# [What to produce]
If a line in the entries contains the word "filter", list it.
****************************************
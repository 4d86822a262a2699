//! Backup labels.
//!
//! A full backup is labelled `YYYYMMDD-HHMMSSF`. Backups derived from it
//! carry the full label as prefix: `YYYYMMDD-HHMMSSF_YYYYMMDD-HHMMSSD`
//! for a differential, `..I` for an incremental. Lexicographic order of
//! labels therefore agrees with chronological order within one full
//! backup chain, and the first 16 characters of any derived label name
//! its ancestor full backup.

use anyhow::{bail, format_err, Error};
use chrono::{DateTime, Utc};
use lazy_static::lazy_static;
use regex::Regex;

use std::path::Path;

use crate::fs::Filesystem;

macro_rules! LABEL_DATE_RE { () => (r"[0-9]{8}-[0-9]{6}") }

lazy_static! {
    static ref FULL_LABEL_REGEX: Regex = Regex::new(
        concat!(r"^", LABEL_DATE_RE!(), r"F$")).unwrap();

    static ref DIFF_LABEL_REGEX: Regex = Regex::new(
        concat!(r"^", LABEL_DATE_RE!(), r"F_", LABEL_DATE_RE!(), r"D$")).unwrap();

    static ref INCR_LABEL_REGEX: Regex = Regex::new(
        concat!(r"^", LABEL_DATE_RE!(), r"F_", LABEL_DATE_RE!(), r"I$")).unwrap();
}

/// Length of a full backup label; also the ancestor prefix length of a
/// derived label.
pub const FULL_LABEL_LEN: usize = 16;

const LABEL_TIME_FORMAT: &str = "%Y%m%d-%H%M%S";

#[derive(Clone, Copy, Debug, PartialEq, Eq)]
pub enum BackupType {
    Full,
    Diff,
    Incr,
}

impl BackupType {

    pub fn as_str(&self) -> &'static str {
        match self {
            BackupType::Full => "full",
            BackupType::Diff => "diff",
            BackupType::Incr => "incr",
        }
    }
}

impl std::fmt::Display for BackupType {
    fn fmt(&self, f: &mut std::fmt::Formatter<'_>) -> std::fmt::Result {
        write!(f, "{}", self.as_str())
    }
}

impl std::str::FromStr for BackupType {
    type Err = Error;

    fn from_str(text: &str) -> Result<Self, Self::Err> {
        match text {
            "full" => Ok(BackupType::Full),
            "diff" => Ok(BackupType::Diff),
            "incr" => Ok(BackupType::Incr),
            _ => bail!("invalid backup type '{}'", text),
        }
    }
}

/// Build an anchored regex matching labels of the requested kinds.
///
/// At least one kind must be requested.
pub fn label_regex(full: bool, diff: bool, incr: bool) -> Regex {
    assert!(full || diff || incr, "label_regex needs at least one backup type");

    let mut kinds = Vec::new();
    if full {
        kinds.push(concat!(LABEL_DATE_RE!(), "F").to_string());
    }
    if diff {
        kinds.push(format!("{}F_{}D", LABEL_DATE_RE!(), LABEL_DATE_RE!()));
    }
    if incr {
        kinds.push(format!("{}F_{}I", LABEL_DATE_RE!(), LABEL_DATE_RE!()));
    }

    Regex::new(&format!("^(?:{})$", kinds.join("|"))).unwrap()
}

/// Determine the type a label encodes.
pub fn label_type(label: &str) -> Result<BackupType, Error> {
    if FULL_LABEL_REGEX.is_match(label) {
        Ok(BackupType::Full)
    } else if DIFF_LABEL_REGEX.is_match(label) {
        Ok(BackupType::Diff)
    } else if INCR_LABEL_REGEX.is_match(label) {
        Ok(BackupType::Incr)
    } else {
        bail!("invalid backup label '{}'", label)
    }
}

/// Label of the ancestor full backup (the label itself for a full).
pub fn ancestor_full(label: &str) -> &str {
    &label[..FULL_LABEL_LEN]
}

/// Compose a new label.
///
/// Derived types need the prior backup's label to inherit the ancestor
/// full prefix from.
pub fn new_label(prior: Option<&str>, backup_type: BackupType, now: DateTime<Utc>) -> Result<String, Error> {
    let stamp = now.format(LABEL_TIME_FORMAT);

    match backup_type {
        BackupType::Full => Ok(format!("{}F", stamp)),
        BackupType::Diff | BackupType::Incr => {
            let prior = prior.ok_or_else(|| {
                format_err!("cannot compose a {} label without a prior backup", backup_type)
            })?;
            let suffix = if backup_type == BackupType::Diff { 'D' } else { 'I' };
            Ok(format!("{}_{}{}", ancestor_full(prior), stamp, suffix))
        }
    }
}

/// Find the backup a new backup of `backup_type` should derive from.
///
/// An incremental derives from the most recent backup of any type. A
/// differential (or full) falls back to the most recent full backup.
/// The caller decides what to do when nothing is found.
pub fn find_prior<F: Filesystem>(
    fs: &F,
    repo_path: &Path,
    backup_type: BackupType,
) -> Result<Option<String>, Error> {

    if backup_type == BackupType::Incr {
        if let Some(label) = last_matching(fs, repo_path, &label_regex(true, true, true))? {
            return Ok(Some(label));
        }
    }

    last_matching(fs, repo_path, &label_regex(true, false, false))
}

fn last_matching<F: Filesystem>(
    fs: &F,
    repo_path: &Path,
    filter: &Regex,
) -> Result<Option<String>, Error> {
    // list() sorts ascending; reverse lexicographic equals reverse
    // chronological within a chain
    let names = fs.list(repo_path, filter)?;
    Ok(names.into_iter().last())
}

#[cfg(test)]
mod test {
    use super::*;
    use chrono::TimeZone;

    #[test]
    fn test_label_grammar() {
        let now = Utc.ymd(2024, 3, 15).and_hms(8, 30, 0);
        let full = new_label(None, BackupType::Full, now).unwrap();
        assert_eq!(full, "20240315-083000F");
        assert_eq!(full.len(), FULL_LABEL_LEN);

        let later = Utc.ymd(2024, 3, 16).and_hms(8, 30, 0);
        let incr = new_label(Some(&full), BackupType::Incr, later).unwrap();
        assert_eq!(incr, "20240315-083000F_20240316-083000I");
        assert_eq!(ancestor_full(&incr), full);

        let diff = new_label(Some(&incr), BackupType::Diff, later).unwrap();
        assert_eq!(ancestor_full(&diff), full);

        assert!(new_label(None, BackupType::Incr, now).is_err());
    }

    #[test]
    fn test_label_type() {
        assert_eq!(label_type("20240315-083000F").unwrap(), BackupType::Full);
        assert_eq!(
            label_type("20240315-083000F_20240316-083000D").unwrap(),
            BackupType::Diff
        );
        assert_eq!(
            label_type("20240315-083000F_20240316-083000I").unwrap(),
            BackupType::Incr
        );
        assert!(label_type("garbage").is_err());
        assert!(label_type("20240315-083000X").is_err());
    }

    #[test]
    fn test_label_regex() {
        let full_only = label_regex(true, false, false);
        assert!(full_only.is_match("20240315-083000F"));
        assert!(!full_only.is_match("20240315-083000F_20240316-083000I"));

        let derived = label_regex(false, true, true);
        assert!(!derived.is_match("20240315-083000F"));
        assert!(derived.is_match("20240315-083000F_20240316-083000D"));
        assert!(derived.is_match("20240315-083000F_20240316-083000I"));

        // no partial matches
        assert!(!label_regex(true, true, true).is_match("x20240315-083000F"));
    }

    #[test]
    fn test_label_ordering() {
        // lexicographic order within a chain is chronological order
        let labels = [
            "20240315-083000F",
            "20240315-083000F_20240316-083000I",
            "20240315-083000F_20240317-083000D",
        ];
        let mut sorted = labels.to_vec();
        sorted.sort();
        assert_eq!(sorted, labels);
    }
}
****************************************
# [Your solution]
    filter: &Regex,
    let names = fs.list(repo_path, filter)?;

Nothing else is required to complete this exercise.